兩岸開放後,人民交流頻繁,新加坡詹姓華僑有意進軍大陸剛開放的私人醫療市場。他在考察全台各大小醫院後,經朋友介紹認識了陳福民。雙方相談甚歡,詹董同意陳福民的建議——在大陸各大城市興建一座高級婦幼醫院。
於是陳福民開始了義務的大陸考察。經歷十年在中國各大城市分別建立了 29 所私人婦產醫院,也算成為兩岸交流中的一項成功成果。


遭逢詐騙事件與人生的體悟
陳福民醫師一生致力於求學、醫學發展與社會服務,是道道地地的社會素人,不識社會中人性的複雜。不幸在 70 歲後遭遇了一連串詐騙事件,這些詐騙竟出自曾被他救過命的病患,及他相信數十年的銀行,使他付出慘痛的財務代價,也讓他對人性的複雜性有了更深刻的體悟。
信任暗藏諸多陷阱的契約,是被騙卻無力反抗的基本原因;而官商相互利用影響行政及司法,則是詐騙真正囂張的動力。但即使如此,他在深刻反省後,仍表示不願改變人與人之間應以「信」為本的信念。因為在他的醫療生涯中,最珍貴的不是榮譽與成就,而是與病人之間建立的深厚情感。

他曾無數次在餐館用餐時被病人搶先結帳,許多次連姓名都未留下;一年三節或生日,常收到來自各界的禮品;大街小巷也時常遇到熱情病友的招呼。即使到世界各地——泰國、馬來西亞、歐洲、美國、澳洲,甚至偏遠的肯亞——都有病人懷著感激之情與他重逢,甚至熱情款待。這讓他深刻體會到:行醫,不只是治療疾病,更是一種信任的生命連結。
陳福民有著無可救藥的信任人的本質,但也有嫉惡如仇、不服輸的個性。儘管經歷了這些打擊,他並未選擇沉默。為了不圓滿的醫療政策,為了仍存在的黑白金融詐騙,為了無作為的政府官僚,他毅然參選 2012 年立委,發出追求公義与尊嚴的呼聲。雖然敗給國、民兩黨候選人,在九人中排名第三,能發出微弱聲音也雖敗猶榮。


陳福民表示,最後他將會有名有姓地把這些善與惡的經驗記錄下來,撰寫回憶錄,表揚好人,打擊壞人,警惕後人。他相信,真正的醫者精神,將在這些精神與故事中持續傳承下去。
最後,錄下陳福民董事長在歷經黑白金融詐騙後的一段對生命的認知話語:「當我活到古稀的年齡,才能更了解生命:了解它的自私、貪婪及殘酷;它的慈愛、憐憫及堅韌。
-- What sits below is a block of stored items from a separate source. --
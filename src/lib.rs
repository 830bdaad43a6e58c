#![deny(missing_docs)]
#![deny(warnings)]

//! # DynamoDB item patch
//!
//! Translate nested JSON patches into DynamoDB update expressions, and serve items through a
//! small repository and CRUD HTTP API built on top of it.
//!
//! ## Overview
//!
//! A partial update such as `{"name": {"last": "Ng"}}` should change one nested attribute,
//! not replace the whole `name` map. This library:
//! - Flattens a [`Patch`](patch::Patch) depth-first into one attribute path per leaf
//! - Assembles the leaves into a `SET` expression with collision-free name and value
//!   placeholders
//! - Issues the request through typed request builders that share the placeholder maps with
//!   the condition expression
//! - Wraps it all in an [`ItemRepository`](repository::ItemRepository) over a pluggable
//!   [`ItemStore`](store::ItemStore)
//!
//! ## Quick Example
//!
//! ```rust
//! use dynamodb_item_patch::patch::Patch;
//! use serde_json::json;
//!
//! # fn example() -> Result<(), Box<dyn std::error::Error>> {
//! let patch = Patch::try_from(json!({
//!     "name": {"last": "Ng"},
//!     "tags": ["a", "b"],
//! }))?;
//! let update = patch.compile()?;
//! assert_eq!(update.update_expression, "SET #name.#last = :v0, #tags = :v1");
//! assert_eq!(update.expression_attribute_names["#last"], "last");
//! assert_eq!(update.expression_attribute_values.len(), 2);
//! # Ok(())
//! # }
//! ```
//!
//! ## Modules
//!
//! - [`mod@patch`] - Patches, flattening and expression assembly
//! - [`mod@common`] - Compiled updates, keys, conditions and placeholder allocation
//! - [`mod@read`] - Read requests (GetItem, Scan)
//! - [`mod@write`] - Write requests (PutItem, UpdateItem, DeleteItem)
//! - [`mod@store`] - The store capability and its DynamoDB and in-memory implementations
//! - [`mod@repository`] - CRUD over a store
//! - `http` and `config` - The HTTP API and server configuration (`server` feature)

/// Compiled updates, keys, conditions and placeholder allocation.
pub mod common;

/// Server configuration.
#[cfg(feature = "server")]
pub mod config;

/// Error types returned by the repository.
pub mod error;

/// HTTP routes over an item repository.
#[cfg(feature = "server")]
pub mod http;

/// Patches, flattening and expression assembly.
pub mod patch;

/// Read requests against DynamoDB tables.
///
/// This module provides operations for:
/// - Getting individual items by key
/// - Scanning a table one page at a time
pub mod read;

/// CRUD operations over an item store.
pub mod repository;

/// Item store clients.
pub mod store;

/// Write requests against DynamoDB tables.
///
/// This module provides operations for:
/// - Putting new items or replacing existing ones
/// - Updating items with a compiled update expression
/// - Deleting items by key
pub mod write;

pub use error::{Error, Result};
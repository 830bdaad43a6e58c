use crate::{common, patch::CompileError};

/// Condition requiring an attribute to be present on the stored item.
///
/// Used on updates so that a missing item is reported instead of silently created.
///
/// ```rust
/// use dynamodb_item_patch::common::condition;
///
/// let condition = condition::AttributeExists {
///     name: "itemId".to_string(),
/// };
/// ```
#[derive(Clone, Debug, Eq, Hash, PartialEq)]
pub struct AttributeExists {
    /// The attribute that must exist.
    pub name: String,
}

impl AttributeExists {
    /// Render the condition, allocating its name placeholder next to the ones already bound.
    pub(crate) fn get_expression(
        &self,
        placeholders: &mut common::NamePlaceholders,
    ) -> Result<String, CompileError> {
        let placeholder = placeholders.allocate(&self.name)?;
        Ok(format!("attribute_exists({placeholder})"))
    }
}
因為唯有自私,生命才會延續,將慈愛加入自私,才會有群體生命的延續;唯有貪婪,才會有文明的進步,將憐憫加入貪婪,文明才能讓大家分享;唯有殘酷才能彰顯道德,那時才有堅韌的生命。但如何將慈愛加入自私?憐憫加入貪婪?使殘酷變成堅韌?那就是要靠教育的力量來教化政府與人民。」